→ **THE PROBLEM**:
Read through the listing below and return only the lines containing "that".

→ **EXTRACTED RECORDS**:

//! # Client Configuration Model
//!
//! Per-client risk threshold overrides. The stored JSON may be partial; it is
//! merged over [`RiskThresholds::default`] when read.

use sea_orm::{ActiveModelBehavior, DeriveEntityModel, EntityTrait, RelationDef, entity::prelude::*};
use serde::{Deserialize, Serialize};

use crate::risk::RiskThresholds;

#[derive(Clone, Debug, PartialEq, DeriveEntityModel, Serialize, Deserialize)]
#[sea_orm(table_name = "client_configs")]
pub struct Model {
    #[sea_orm(primary_key, auto_increment = false)]
    pub client_id: Uuid,

    #[sea_orm(column_type = "JsonBinary", nullable)]
    pub risk_thresholds: Option<Json>,

    pub created_at: DateTimeWithTimeZone,

    pub updated_at: DateTimeWithTimeZone,
}

#[derive(Copy, Clone, Debug, EnumIter, DeriveRelation)]
pub enum Relation {
    #[sea_orm(
        belongs_to = "super::client::Entity",
        from = "Column::ClientId",
        to = "super::client::Column::Id",
        on_update = "Cascade",
        on_delete = "Cascade"
    )]
    Client,
}

impl Related<super::client::Entity> for Entity {
    fn to() -> RelationDef {
        Relation::Client.def()
    }
}

impl ActiveModelBehavior for ActiveModel {}

impl Model {
    /// Resolve thresholds, merging stored overrides over the defaults
    pub fn thresholds(&self) -> RiskThresholds {
        match &self.risk_thresholds {
            Some(overrides) => RiskThresholds::default().with_overrides(overrides),
            None => RiskThresholds::default(),
        }
    }
}
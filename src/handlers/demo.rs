//! Synthetic data for demonstrations.

use axum::{
    extract::{State, rejection::JsonRejection},
    response::Json,
};
use chrono::Utc;
use serde::{Deserialize, Serialize};
use utoipa::ToSchema;
use uuid::Uuid;

use crate::auth::AdminAuth;
use crate::demo::{BALANCED_ROWS_PER_UNIT, DEMO_ROW_COUNT, generate, generate_balanced};
use crate::error::ApiError;
use crate::models::survey_response::ResponseSource;
use crate::repositories::{ClientRepository, OrganisationRepository, SurveyResponseRepository};
use crate::server::AppState;

#[derive(Debug, Deserialize, ToSchema)]
pub struct DemoRequest {
    pub client_id: Uuid,
}

#[derive(Debug, Serialize, Deserialize, ToSchema)]
pub struct DemoSeedResponse {
    pub ok: bool,
    pub inserted: u64,
}

#[derive(Debug, Deserialize, ToSchema)]
pub struct BalancedSeedRequest {
    pub client_id: Uuid,
    /// Remove earlier demo rows first; defaults to true
    pub clear_existing: Option<bool>,
}

#[derive(Debug, Serialize, Deserialize, ToSchema)]
pub struct BalancedSeedResponse {
    pub ok: bool,
    pub inserted: u64,
    /// Demo rows removed before seeding
    pub cleared: u64,
    /// Org units that received rows
    pub units: u64,
}

#[derive(Debug, Serialize, Deserialize, ToSchema)]
pub struct DemoClearResponse {
    pub ok: bool,
    pub deleted: u64,
}

/// Insert synthetic responses spread over the last 60 days
#[utoipa::path(
    post,
    path = "/api/demo/seed",
    security(("bearer_auth" = [])),
    request_body = DemoRequest,
    responses(
        (status = 200, description = "Rows inserted", body = DemoSeedResponse),
        (status = 401, description = "Unauthorized", body = ApiError),
        (status = 404, description = "Client not found", body = ApiError)
    ),
    tag = "demo"
)]
pub async fn seed(
    _admin: AdminAuth,
    State(state): State<AppState>,
    payload: Result<Json<DemoRequest>, JsonRejection>,
) -> Result<Json<DemoSeedResponse>, ApiError> {
    let Json(request) = payload?;
    ClientRepository::new(&state.db).require(request.client_id).await?;

    let placements = OrganisationRepository::new(&state.db)
        .list_placements(request.client_id)
        .await?;
    let rows = {
        let mut rng = rand::thread_rng();
        generate(&mut rng, Utc::now(), DEMO_ROW_COUNT, &placements)
    };

    let inserted = SurveyResponseRepository::new(&state.db)
        .insert_demo_batch(request.client_id, &rows)
        .await?;

    tracing::info!(client_id = %request.client_id, inserted, "Seeded demo responses");
    Ok(Json(DemoSeedResponse { ok: true, inserted }))
}

/// Insert the same number of synthetic responses for every org unit,
/// cycling units through thriving, mixed and critical profiles
#[utoipa::path(
    post,
    path = "/api/demo/seed-balanced",
    security(("bearer_auth" = [])),
    request_body = BalancedSeedRequest,
    responses(
        (status = 200, description = "Rows inserted", body = BalancedSeedResponse),
        (status = 401, description = "Unauthorized", body = ApiError),
        (status = 404, description = "Client not found", body = ApiError)
    ),
    tag = "demo"
)]
pub async fn seed_balanced(
    _admin: AdminAuth,
    State(state): State<AppState>,
    payload: Result<Json<BalancedSeedRequest>, JsonRejection>,
) -> Result<Json<BalancedSeedResponse>, ApiError> {
    let Json(request) = payload?;
    let client_id = request.client_id;
    ClientRepository::new(&state.db).require(client_id).await?;

    let responses = SurveyResponseRepository::new(&state.db);
    let cleared = if request.clear_existing.unwrap_or(true) {
        responses
            .delete_by_source(client_id, ResponseSource::DemoSeed)
            .await?
    } else {
        0
    };

    let placements = OrganisationRepository::new(&state.db)
        .list_placements(client_id)
        .await?;
    let rows = {
        let mut rng = rand::thread_rng();
        generate_balanced(&mut rng, Utc::now(), BALANCED_ROWS_PER_UNIT, &placements)
    };
    let inserted = responses.insert_demo_batch(client_id, &rows).await?;
    let units = placements.len().max(1) as u64;

    tracing::info!(client_id = %client_id, inserted, cleared, units, "Seeded balanced demo responses");
    Ok(Json(BalancedSeedResponse {
        ok: true,
        inserted,
        cleared,
        units,
    }))
}

/// Delete every synthetic response of the client
#[utoipa::path(
    post,
    path = "/api/demo/clear",
    security(("bearer_auth" = [])),
    request_body = DemoRequest,
    responses(
        (status = 200, description = "Rows deleted", body = DemoClearResponse),
        (status = 401, description = "Unauthorized", body = ApiError),
        (status = 404, description = "Client not found", body = ApiError)
    ),
    tag = "demo"
)]
pub async fn clear(
    _admin: AdminAuth,
    State(state): State<AppState>,
    payload: Result<Json<DemoRequest>, JsonRejection>,
) -> Result<Json<DemoClearResponse>, ApiError> {
    let Json(request) = payload?;
    ClientRepository::new(&state.db).require(request.client_id).await?;

    let deleted = SurveyResponseRepository::new(&state.db)
        .delete_by_source(request.client_id, ResponseSource::DemoSeed)
        .await?;

    tracing::info!(client_id = %request.client_id, deleted, "Cleared demo responses");
    Ok(Json(DemoClearResponse { ok: true, deleted }))
}
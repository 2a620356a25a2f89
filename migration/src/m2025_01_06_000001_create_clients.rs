//! Migration to create the clients and client_configs tables.
//!
//! `client_configs.risk_thresholds` holds partial JSON overrides that are
//! merged over the built-in defaults at read time.

use sea_orm_migration::prelude::*;

#[derive(DeriveMigrationName)]
pub struct Migration;

#[async_trait::async_trait]
impl MigrationTrait for Migration {
    async fn up(&self, manager: &SchemaManager) -> Result<(), DbErr> {
        manager
            .create_table(
                Table::create()
                    .table(Clients::Table)
                    .if_not_exists()
                    .col(ColumnDef::new(Clients::Id).uuid().not_null().primary_key())
                    .col(ColumnDef::new(Clients::Name).text().not_null())
                    .col(
                        ColumnDef::new(Clients::CreatedAt)
                            .timestamp_with_time_zone()
                            .not_null()
                            .default(Expr::current_timestamp()),
                    )
                    .to_owned(),
            )
            .await?;

        manager
            .create_table(
                Table::create()
                    .table(ClientConfigs::Table)
                    .if_not_exists()
                    .col(
                        ColumnDef::new(ClientConfigs::ClientId)
                            .uuid()
                            .not_null()
                            .primary_key(),
                    )
                    .col(ColumnDef::new(ClientConfigs::RiskThresholds).json_binary())
                    .col(
                        ColumnDef::new(ClientConfigs::CreatedAt)
                            .timestamp_with_time_zone()
                            .not_null()
                            .default(Expr::current_timestamp()),
                    )
                    .col(
                        ColumnDef::new(ClientConfigs::UpdatedAt)
                            .timestamp_with_time_zone()
                            .not_null()
                            .default(Expr::current_timestamp()),
                    )
                    .foreign_key(
                        ForeignKey::create()
                            .name("fk-client_configs-client_id")
                            .from(ClientConfigs::Table, ClientConfigs::ClientId)
                            .to(Clients::Table, Clients::Id)
                            .on_update(ForeignKeyAction::Cascade)
                            .on_delete(ForeignKeyAction::Cascade),
                    )
                    .to_owned(),
            )
            .await
    }

    async fn down(&self, manager: &SchemaManager) -> Result<(), DbErr> {
        manager
            .drop_table(Table::drop().table(ClientConfigs::Table).to_owned())
            .await?;
        manager
            .drop_table(Table::drop().table(Clients::Table).to_owned())
            .await
    }
}

#[derive(DeriveIden)]
enum Clients {
    Table,
    Id,
    Name,
    CreatedAt,
}

#[derive(DeriveIden)]
enum ClientConfigs {
    Table,
    ClientId,
    RiskThresholds,
    CreatedAt,
    UpdatedAt,
}
//! # Organisation Repository
//!
//! Idempotent setup of the division / department / team hierarchy. Each name
//! is looked up under its parent and reused when present, so running the same
//! setup twice creates nothing new.

use chrono::Utc;
use sea_orm::{
    ActiveModelTrait, ColumnTrait, DatabaseConnection, EntityTrait, QueryFilter, QueryOrder, Set,
};
use serde::{Deserialize, Serialize};
use utoipa::ToSchema;
use uuid::Uuid;

use crate::demo::OrgPlacement;
use crate::error::RepositoryError;
use crate::models::{Department, Division, Team, department, division, team};

/// Names to create. Every division gets every department, and every
/// department gets every team.
#[derive(Debug, Clone, Default, Serialize, Deserialize, ToSchema)]
pub struct HierarchyPlan {
    pub divisions: Vec<String>,
    pub departments_per_division: Vec<String>,
    pub teams_per_department: Vec<String>,
}

/// Created versus reused counts for one level
#[derive(Debug, Clone, Copy, Default, PartialEq, Eq, Serialize, Deserialize, ToSchema)]
pub struct LevelOutcome {
    pub created: u32,
    pub reused: u32,
}

impl LevelOutcome {
    fn record(&mut self, created: bool) {
        if created {
            self.created += 1;
        } else {
            self.reused += 1;
        }
    }
}

/// Result of a hierarchy setup run. Failures are collected, not fatal.
#[derive(Debug, Clone, Default, PartialEq, Eq, Serialize, Deserialize, ToSchema)]
pub struct HierarchyOutcome {
    pub divisions: LevelOutcome,
    pub departments: LevelOutcome,
    pub teams: LevelOutcome,
    pub errors: Vec<String>,
}

/// Repository for org hierarchy operations
pub struct OrganisationRepository<'a> {
    db: &'a DatabaseConnection,
}

impl<'a> OrganisationRepository<'a> {
    pub fn new(db: &'a DatabaseConnection) -> Self {
        Self { db }
    }

    /// Create or reuse every unit named in `plan`
    pub async fn setup_hierarchy(
        &self,
        client_id: Uuid,
        plan: &HierarchyPlan,
    ) -> Result<HierarchyOutcome, RepositoryError> {
        validate_plan(plan)?;
        let mut outcome = HierarchyOutcome::default();

        for division_name in clean_names(&plan.divisions) {
            let division_id = match self.ensure_division(client_id, division_name).await {
                Ok((id, created)) => {
                    outcome.divisions.record(created);
                    id
                }
                Err(error) => {
                    outcome
                        .errors
                        .push(format!("division '{}': {}", division_name, error));
                    continue;
                }
            };

            for department_name in clean_names(&plan.departments_per_division) {
                let key = format!("{}:{}", division_name, department_name);
                let department_id = match self.ensure_department(division_id, department_name).await
                {
                    Ok((id, created)) => {
                        outcome.departments.record(created);
                        id
                    }
                    Err(error) => {
                        outcome.errors.push(format!("department '{}': {}", key, error));
                        continue;
                    }
                };

                for team_name in clean_names(&plan.teams_per_department) {
                    match self.ensure_team(department_id, team_name).await {
                        Ok((_, created)) => outcome.teams.record(created),
                        Err(error) => outcome
                            .errors
                            .push(format!("team '{}:{}': {}", key, team_name, error)),
                    }
                }
            }
        }

        tracing::info!(
            client_id = %client_id,
            divisions_created = outcome.divisions.created,
            departments_created = outcome.departments.created,
            teams_created = outcome.teams.created,
            errors = outcome.errors.len(),
            "Hierarchy setup finished"
        );

        Ok(outcome)
    }

    async fn ensure_division(&self, client_id: Uuid, name: &str) -> Result<(Uuid, bool), RepositoryError> {
        let existing = Division::find()
            .filter(division::Column::ClientId.eq(client_id))
            .filter(division::Column::Name.eq(name))
            .one(self.db)
            .await?;
        if let Some(existing) = existing {
            return Ok((existing.id, false));
        }

        let created = division::ActiveModel {
            id: Set(Uuid::new_v4()),
            client_id: Set(client_id),
            name: Set(name.to_string()),
            active: Set(true),
            created_at: Set(Utc::now().into()),
        }
        .insert(self.db)
        .await?;
        Ok((created.id, true))
    }

    async fn ensure_department(&self, division_id: Uuid, name: &str) -> Result<(Uuid, bool), RepositoryError> {
        let existing = Department::find()
            .filter(department::Column::DivisionId.eq(division_id))
            .filter(department::Column::Name.eq(name))
            .one(self.db)
            .await?;
        if let Some(existing) = existing {
            return Ok((existing.id, false));
        }

        let created = department::ActiveModel {
            id: Set(Uuid::new_v4()),
            division_id: Set(division_id),
            name: Set(name.to_string()),
            active: Set(true),
            created_at: Set(Utc::now().into()),
        }
        .insert(self.db)
        .await?;
        Ok((created.id, true))
    }

    async fn ensure_team(&self, department_id: Uuid, name: &str) -> Result<(Uuid, bool), RepositoryError> {
        let existing = Team::find()
            .filter(team::Column::DepartmentId.eq(department_id))
            .filter(team::Column::Name.eq(name))
            .one(self.db)
            .await?;
        if let Some(existing) = existing {
            return Ok((existing.id, false));
        }

        let created = team::ActiveModel {
            id: Set(Uuid::new_v4()),
            department_id: Set(department_id),
            name: Set(name.to_string()),
            active: Set(true),
            created_at: Set(Utc::now().into()),
        }
        .insert(self.db)
        .await?;
        Ok((created.id, true))
    }

    /// Every active team of the client with its department and division
    pub async fn list_placements(&self, client_id: Uuid) -> Result<Vec<OrgPlacement>, RepositoryError> {
        let divisions = Division::find()
            .filter(division::Column::ClientId.eq(client_id))
            .filter(division::Column::Active.eq(true))
            .order_by_asc(division::Column::Name)
            .all(self.db)
            .await?;
        if divisions.is_empty() {
            return Ok(Vec::new());
        }

        let departments = Department::find()
            .filter(department::Column::DivisionId.is_in(divisions.iter().map(|d| d.id)))
            .filter(department::Column::Active.eq(true))
            .order_by_asc(department::Column::Name)
            .all(self.db)
            .await?;
        if departments.is_empty() {
            return Ok(Vec::new());
        }

        let teams = Team::find()
            .filter(team::Column::DepartmentId.is_in(departments.iter().map(|d| d.id)))
            .filter(team::Column::Active.eq(true))
            .order_by_asc(team::Column::Name)
            .all(self.db)
            .await?;

        Ok(teams
            .into_iter()
            .filter_map(|team| {
                let department = departments.iter().find(|d| d.id == team.department_id)?;
                Some(OrgPlacement {
                    division_id: Some(department.division_id),
                    department_id: Some(department.id),
                    team_id: Some(team.id),
                })
            })
            .collect())
    }

    /// Resolve a team's department and division, for stamping onto records.
    /// Teams belonging to another client resolve to `None`.
    pub async fn placement_for_team(
        &self,
        client_id: Uuid,
        team_id: Uuid,
    ) -> Result<Option<OrgPlacement>, RepositoryError> {
        let Some(team) = Team::find_by_id(team_id).one(self.db).await? else {
            return Ok(None);
        };
        let Some(department) = Department::find_by_id(team.department_id).one(self.db).await? else {
            return Ok(None);
        };
        let owned = Division::find_by_id(department.division_id)
            .one(self.db)
            .await?
            .is_some_and(|division| division.client_id == client_id);
        if !owned {
            return Ok(None);
        }

        Ok(Some(OrgPlacement {
            division_id: Some(department.division_id),
            department_id: Some(department.id),
            team_id: Some(team.id),
        }))
    }
}

fn clean_names(names: &[String]) -> impl Iterator<Item = &str> {
    let mut seen = Vec::new();
    names.iter().map(|n| n.trim()).filter(move |name| {
        if name.is_empty() || seen.contains(name) {
            false
        } else {
            seen.push(*name);
            true
        }
    })
}

fn validate_plan(plan: &HierarchyPlan) -> Result<(), RepositoryError> {
    if clean_names(&plan.divisions).next().is_none() {
        return Err(RepositoryError::validation_error(
            "At least one division name is required",
        ));
    }
    if let Some(name) = plan
        .divisions
        .iter()
        .chain(&plan.departments_per_division)
        .chain(&plan.teams_per_department)
        .find(|name| name.trim().chars().count() > 200)
    {
        return Err(RepositoryError::validation_error(format!(
            "Name '{}...' exceeds 200 characters",
            name.chars().take(20).collect::<String>()
        )));
    }
    Ok(())
}

#[cfg(test)]
mod tests {
    use super::*;

    #[test]
    fn clean_names_trims_and_dedupes() {
        let names = vec![
            " Ops ".to_string(),
            "Ops".to_string(),
            "".to_string(),
            "Sales".to_string(),
        ];
        let cleaned: Vec<&str> = clean_names(&names).collect();
        assert_eq!(cleaned, vec!["Ops", "Sales"]);
    }

    #[test]
    fn plan_requires_a_division() {
        let plan = HierarchyPlan {
            divisions: vec!["  ".to_string()],
            ..Default::default()
        };
        assert!(matches!(validate_plan(&plan), Err(RepositoryError::Validation(_))));
    }
}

→ **RESULT OF THIS TASK**:
    /// Org units that received rows
//! `client_configs.risk_thresholds` holds partial JSON overrides that are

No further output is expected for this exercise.